» TASK PROMPT: Locate, in the data below, the line that contains "#[derive(Debug, Clone, PartialEq, Serialize)]" and the line that contains "does not exist."; reproduce exactly those two lines and every line between them, nothing more.

» SUPPLIED RECORDS:
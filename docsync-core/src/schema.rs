//! Relation naming conventions and the cached shape of a relation.

use serde::Serialize;

use crate::column_type::ColumnType;

/// Auto-incrementing surrogate primary key present in every relation.
pub const SURROGATE_KEY: &str = "surrogate_id";
/// Unique column holding the source document's stable identifier.
pub const NATURAL_KEY: &str = "mongo_id";
/// Field name that is always stored as TEXT.
pub const RESERVED_ID_FIELD: &str = "id";

/// Relation name for a collection: the lower-cased collection name.
pub fn relation_name(collection: &str) -> String {
    collection.to_lowercase()
}

/// Quotes an identifier for use in SQL, doubling embedded quotes.
pub fn quote_ident(name: &str) -> String {
    format!("\"{}\"", name.replace('"', "\"\""))
}

/// True for the two key columns every relation carries.
pub fn is_key_column(name: &str) -> bool {
    name == SURROGATE_KEY || name == NATURAL_KEY
}

/// A data column of a relation.
#[derive(Debug, Clone, PartialEq, Eq, Serialize)]
pub struct Column {
    pub name: String,
    pub column_type: ColumnType,
}

impl Column {
    pub fn new(name: impl Into<String>, column_type: ColumnType) -> Self {
        Self {
            name: name.into(),
            column_type,
        }
    }
}

/// Known shape of one relation.
///
/// Holds the data columns (key columns excluded) in creation order. The set
/// only grows: adding a column that already exists leaves it untouched, and
/// the only type change allowed is [`RelationSchema::retype_to_text`].
#[derive(Debug, Clone, PartialEq, Serialize)]
pub struct RelationSchema {
    name: String,
    exists: bool,
    columns: Vec<Column>,
}

impl RelationSchema {
    /// Schema of a relation that does not exist yet.
    pub fn absent(name: impl Into<String>) -> Self {
        Self {
            name: name.into(),
            exists: false,
            columns: Vec::new(),
        }
    }

    /// Schema of an existing relation, as read from the catalog.
    ///
    /// Key columns in `columns` are dropped. An empty catalog listing means
    /// the relation does not exist.
    pub fn from_catalog(name: impl Into<String>, columns: Vec<Column>) -> Self {
        let exists = !columns.is_empty();
        let columns = columns
            .into_iter()
            .filter(|c| !is_key_column(&c.name))
            .collect();
        Self {
            name: name.into(),
            exists,
            columns,
        }
    }

    pub fn name(&self) -> &str {
        &self.name
    }

    pub fn exists(&self) -> bool {
        self.exists
    }

    pub fn mark_created(&mut self) {
        self.exists = true;
    }

    pub fn columns(&self) -> &[Column] {
        &self.columns
    }

    pub fn column(&self, name: &str) -> Option<&Column> {
        self.columns.iter().find(|c| c.name == name)
    }

    pub fn contains(&self, name: &str) -> bool {
        self.column(name).is_some()
    }

    /// Records a newly added column. Returns false if it was already known.
    pub fn add(&mut self, column: Column) -> bool {
        if self.contains(&column.name) {
            return false;
        }
        self.columns.push(column);
        true
    }

    /// Records that a column now has type TEXT.
    pub fn retype_to_text(&mut self, name: &str) {
        if let Some(column) = self.columns.iter_mut().find(|c| c.name == name) {
            column.column_type = ColumnType::Text;
        }
    }

    /// True if every column of `earlier` is still present.
    pub fn is_superset_of(&self, earlier: &RelationSchema) -> bool {
        earlier.columns.iter().all(|c| self.contains(&c.name))
    }
}
//! In-memory source.
//!
//! Holds collections in insertion order. Used to drive the sync loop in
//! tests without a running MongoDB, including simulated outages.

use std::collections::BTreeMap;
use std::sync::atomic::{AtomicU32, Ordering};
use std::sync::RwLock;

use async_trait::async_trait;
use docsync_core::Document;

use super::{is_system_collection, DocumentSource, SourceError};

#[derive(Default)]
pub struct MemorySource {
    collections: RwLock<BTreeMap<String, Vec<Document>>>,
    /// Number of upcoming calls that fail with a connection error.
    outages: AtomicU32,
}

impl MemorySource {
    pub fn new() -> Self {
        Self::default()
    }

    /// Inserts a document, replacing any document with the same `_id`.
    pub fn insert(&self, collection: &str, doc: Document) {
        let mut collections = self
            .collections
            .write()
            .unwrap_or_else(|e| e.into_inner());
        let docs = collections.entry(collection.to_string()).or_default();

        let existing = doc
            .id()
            .and_then(|id| docs.iter().position(|d| d.id().as_deref() == Some(id.as_str())));
        match existing {
            Some(pos) => docs[pos] = doc,
            None => docs.push(doc),
        }
    }

    /// Creates a collection with no documents.
    pub fn create_collection(&self, collection: &str) {
        self.collections
            .write()
            .unwrap_or_else(|e| e.into_inner())
            .entry(collection.to_string())
            .or_default();
    }

    /// Makes the next `calls` operations fail with a connection error.
    pub fn fail_next(&self, calls: u32) {
        self.outages.store(calls, Ordering::SeqCst);
    }

    fn check_link(&self) -> Result<(), SourceError> {
        let consumed = self
            .outages
            .fetch_update(Ordering::SeqCst, Ordering::SeqCst, |n| n.checked_sub(1));
        match consumed {
            Ok(_) => Err(SourceError::Connection(
                "simulated outage: source unreachable".to_string(),
            )),
            Err(_) => Ok(()),
        }
    }

    fn read<T>(&self, f: impl FnOnce(&BTreeMap<String, Vec<Document>>) -> T) -> T {
        let collections = self.collections.read().unwrap_or_else(|e| e.into_inner());
        f(&collections)
    }
}

#[async_trait]
impl DocumentSource for MemorySource {
    async fn list_collections(&self) -> Result<Vec<String>, SourceError> {
        self.check_link()?;
        Ok(self.read(|c| {
            c.keys()
                .filter(|name| !is_system_collection(name))
                .cloned()
                .collect()
        }))
    }

    async fn find_one(&self, collection: &str) -> Result<Option<Document>, SourceError> {
        self.check_link()?;
        Ok(self.read(|c| c.get(collection).and_then(|docs| docs.first().cloned())))
    }

    async fn find_all(&self, collection: &str) -> Result<Vec<Document>, SourceError> {
        self.check_link()?;
        Ok(self.read(|c| c.get(collection).cloned().unwrap_or_default()))
    }
}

» OUTPUT:
#[derive(Debug, Clone, PartialEq, Serialize)]
pub struct RelationSchema {
    name: String,
    exists: bool,
    columns: Vec<Column>,
}

impl RelationSchema {
    /// Schema of a relation that does not exist yet.
    pub fn absent(name: impl Into<String>) -> Self {
        Self {
            name: name.into(),
            exists: false,
            columns: Vec::new(),
        }
    }

    /// Schema of an existing relation, as read from the catalog.
    ///
    /// Key columns in `columns` are dropped. An empty catalog listing means
    /// the relation does not exist.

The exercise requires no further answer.